» Exercise brief: Restate the opening lines of the material below word for word, stopping after the line that contains "use super::session_logger::SessionLogger;".
»»
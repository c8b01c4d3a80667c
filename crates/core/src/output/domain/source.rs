use std::path::{Path, PathBuf};

use crate::shared::constants::{LOCAL_ARTIFACT_TAG, PUBLISHED_ARTIFACT_TAG};

/// Where frames come from, decided once per session.
#[derive(Clone, Copy, Debug, PartialEq, Eq)]
pub enum SourceKind {
    /// A finite video file; processed output is recorded.
    File,
    /// Camera, network stream, or anything else; nothing is recorded.
    LiveStream,
}

impl std::fmt::Display for SourceKind {
    fn fmt(&self, f: &mut std::fmt::Formatter<'_>) -> std::fmt::Result {
        match self {
            SourceKind::File => write!(f, "file"),
            SourceKind::LiveStream => write!(f, "live stream"),
        }
    }
}

/// Local and published locations for one recorded session.
#[derive(Clone, Debug, PartialEq, Eq)]
pub struct ArtifactPaths {
    pub output: PathBuf,
    pub publish: Option<PathBuf>,
}

impl ArtifactPaths {
    /// Builds `<stem>_processed_<ts>.<ext>` under `output_dir` and
    /// `<stem>_PROCESSED_<ts>.<ext>` under `publish_dir`.
    ///
    /// The extension is taken from the input, lowercased; inputs without one
    /// get `mp4`.
    pub fn derive(
        input: &Path,
        output_dir: &Path,
        publish_dir: Option<&Path>,
        timestamp: &str,
    ) -> Self {
        let stem = input
            .file_stem()
            .map(|s| s.to_string_lossy().into_owned())
            .unwrap_or_else(|| "output".to_string());
        let ext = input
            .extension()
            .map(|e| e.to_string_lossy().to_lowercase())
            .unwrap_or_else(|| "mp4".to_string());

        let output = output_dir.join(format!("{stem}_{LOCAL_ARTIFACT_TAG}_{timestamp}.{ext}"));
        let publish = publish_dir
            .map(|dir| dir.join(format!("{stem}_{PUBLISHED_ARTIFACT_TAG}_{timestamp}.{ext}")));
        Self { output, publish }
    }
}
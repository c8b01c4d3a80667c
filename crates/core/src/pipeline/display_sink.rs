use std::fmt;
use std::sync::atomic::{AtomicBool, Ordering};
use std::sync::Arc;
use std::time::Instant;

use crate::display::frame_display::{DisplayAction, FrameDisplay};
use crate::display::letterbox::fit_to_canvas;
use crate::output::video_output_manager::VideoOutputManager;
use crate::shared::detection::FrameResult;

use super::inference_source::FrameSink;
use super::session_logger::SessionLogger;
use super::session_metrics::SessionMetrics;

pub const FIRST_FRAME_FAILED: &str =
    "First frame save failed - check video writer initialization";

/// Why a sink asked the source to stop.
#[derive(Clone, Copy, Debug, PartialEq, Eq)]
pub enum StopReason {
    /// The display requested quit.
    Quit,
    /// The shared cancel flag was raised.
    Cancelled,
    /// The configured frame limit was reached.
    FrameLimit,
}

impl fmt::Display for StopReason {
    fn fmt(&self, f: &mut fmt::Formatter<'_>) -> fmt::Result {
        match self {
            Self::Quit => write!(f, "quit requested"),
            Self::Cancelled => write!(f, "cancelled"),
            Self::FrameLimit => write!(f, "frame limit reached"),
        }
    }
}

/// Frame callback for one session.
///
/// Shows a letterboxed copy of each frame, forwards the full-resolution
/// frame to the output manager and accounts metrics. Borrowed state is owned
/// by the runner.
pub struct DisplaySink<'a> {
    manager: &'a mut VideoOutputManager,
    metrics: &'a mut SessionMetrics,
    display: &'a mut dyn FrameDisplay,
    logger: &'a mut dyn SessionLogger,
    canvas: (u32, u32),
    cancelled: Arc<AtomicBool>,
    max_frames: Option<usize>,
    handled: usize,
    display_failed: bool,
    first_failure_recorded: bool,
    stop_reason: Option<StopReason>,
}

impl<'a> DisplaySink<'a> {
    pub fn new(
        manager: &'a mut VideoOutputManager,
        metrics: &'a mut SessionMetrics,
        display: &'a mut dyn FrameDisplay,
        logger: &'a mut dyn SessionLogger,
        canvas: (u32, u32),
        cancelled: Arc<AtomicBool>,
        max_frames: Option<usize>,
    ) -> Self {
        Self {
            manager,
            metrics,
            display,
            logger,
            canvas,
            cancelled,
            max_frames,
            handled: 0,
            display_failed: false,
            first_failure_recorded: false,
            stop_reason: None,
        }
    }

    pub fn handled(&self) -> usize {
        self.handled
    }

    pub fn stop_reason(&self) -> Option<StopReason> {
        self.stop_reason
    }

    fn stop(&mut self, reason: StopReason) -> bool {
        if self.stop_reason.is_none() {
            self.logger.info(&format!("Stopping session: {reason}"));
            self.stop_reason = Some(reason);
        }
        false
    }

    fn show(&mut self, result: &FrameResult) -> DisplayAction {
        let (width, height) = self.canvas;
        let letterboxed = fit_to_canvas(&result.frame, width, height);
        match self.display.show(&letterboxed) {
            Ok(action) => action,
            Err(e) => {
                if !self.display_failed {
                    self.display_failed = true;
                    self.logger.warn(&format!("Display failed: {e}"));
                }
                DisplayAction::Continue
            }
        }
    }
}

impl FrameSink for DisplaySink<'_> {
    fn on_prediction(&mut self, result: &FrameResult) -> bool {
        if self.stop_reason.is_some() {
            return false;
        }
        if self.cancelled.load(Ordering::Relaxed) {
            return self.stop(StopReason::Cancelled);
        }

        let started = Instant::now();
        let action = self.show(result);

        let saved = self.manager.write_frame(&result.frame);
        if !saved && self.manager.frames_written() == 0 && !self.first_failure_recorded {
            self.first_failure_recorded = true;
            self.manager.record(FIRST_FRAME_FAILED);
        }

        if action == DisplayAction::Quit {
            return self.stop(StopReason::Quit);
        }

        self.metrics.record_frame(started.elapsed());
        for class_name in result.class_names() {
            self.metrics.record_detection(class_name);
        }

        self.handled += 1;
        self.logger
            .progress(self.handled, self.manager.expected_frame_count());

        if self.max_frames.is_some_and(|max| self.handled >= max) {
            return self.stop(StopReason::FrameLimit);
        }
        true
    }
}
««
» Result for this task:
repository c8b01c4d3a80667c
filename crates/core/src/output/domain/source.rs
use std::path::{Path, PathBuf};

use crate::shared::constants::{LOCAL_ARTIFACT_TAG, PUBLISHED_ARTIFACT_TAG};

/// Where frames come from, decided once per session.
#[derive(Clone, Copy, Debug, PartialEq, Eq)]
pub enum SourceKind {
    /// A finite video file; processed output is recorded.
    File,
    /// Camera, network stream, or anything else; nothing is recorded.
    LiveStream,
}

impl std::fmt::Display for SourceKind {
    fn fmt(&self, f: &mut std::fmt::Formatter<'_>) -> std::fmt::Result {
        match self {
            SourceKind::File => write!(f, "file"),
            SourceKind::LiveStream => write!(f, "live stream"),
        }
    }
}

/// Local and published locations for one recorded session.
#[derive(Clone, Debug, PartialEq, Eq)]
pub struct ArtifactPaths {
    pub output: PathBuf,
    pub publish: Option<PathBuf>,
}

impl ArtifactPaths {
    /// Builds `<stem>_processed_<ts>.<ext>` under `output_dir` and
    /// `<stem>_PROCESSED_<ts>.<ext>` under `publish_dir`.
    ///
    /// The extension is taken from the input, lowercased; inputs without one
    /// get `mp4`.
    pub fn derive(
        input: &Path,
        output_dir: &Path,
        publish_dir: Option<&Path>,
        timestamp: &str,
    ) -> Self {
        let stem = input
            .file_stem()
            .map(|s| s.to_string_lossy().into_owned())
            .unwrap_or_else(|| "output".to_string());
        let ext = input
            .extension()
            .map(|e| e.to_string_lossy().to_lowercase())
            .unwrap_or_else(|| "mp4".to_string());

        let output = output_dir.join(format!("{stem}_{LOCAL_ARTIFACT_TAG}_{timestamp}.{ext}"));
        let publish = publish_dir
            .map(|dir| dir.join(format!("{stem}_{PUBLISHED_ARTIFACT_TAG}_{timestamp}.{ext}")));
        Self { output, publish }
    }
}
repository c8b01c4d3a80667c
filename crates/core/src/pipeline/display_sink.rs
use std::fmt;
use std::sync::atomic::{AtomicBool, Ordering};
use std::sync::Arc;
use std::time::Instant;

use crate::display::frame_display::{DisplayAction, FrameDisplay};
use crate::display::letterbox::fit_to_canvas;
use crate::output::video_output_manager::VideoOutputManager;
use crate::shared::detection::FrameResult;

use super::inference_source::FrameSink;
use super::session_logger::SessionLogger;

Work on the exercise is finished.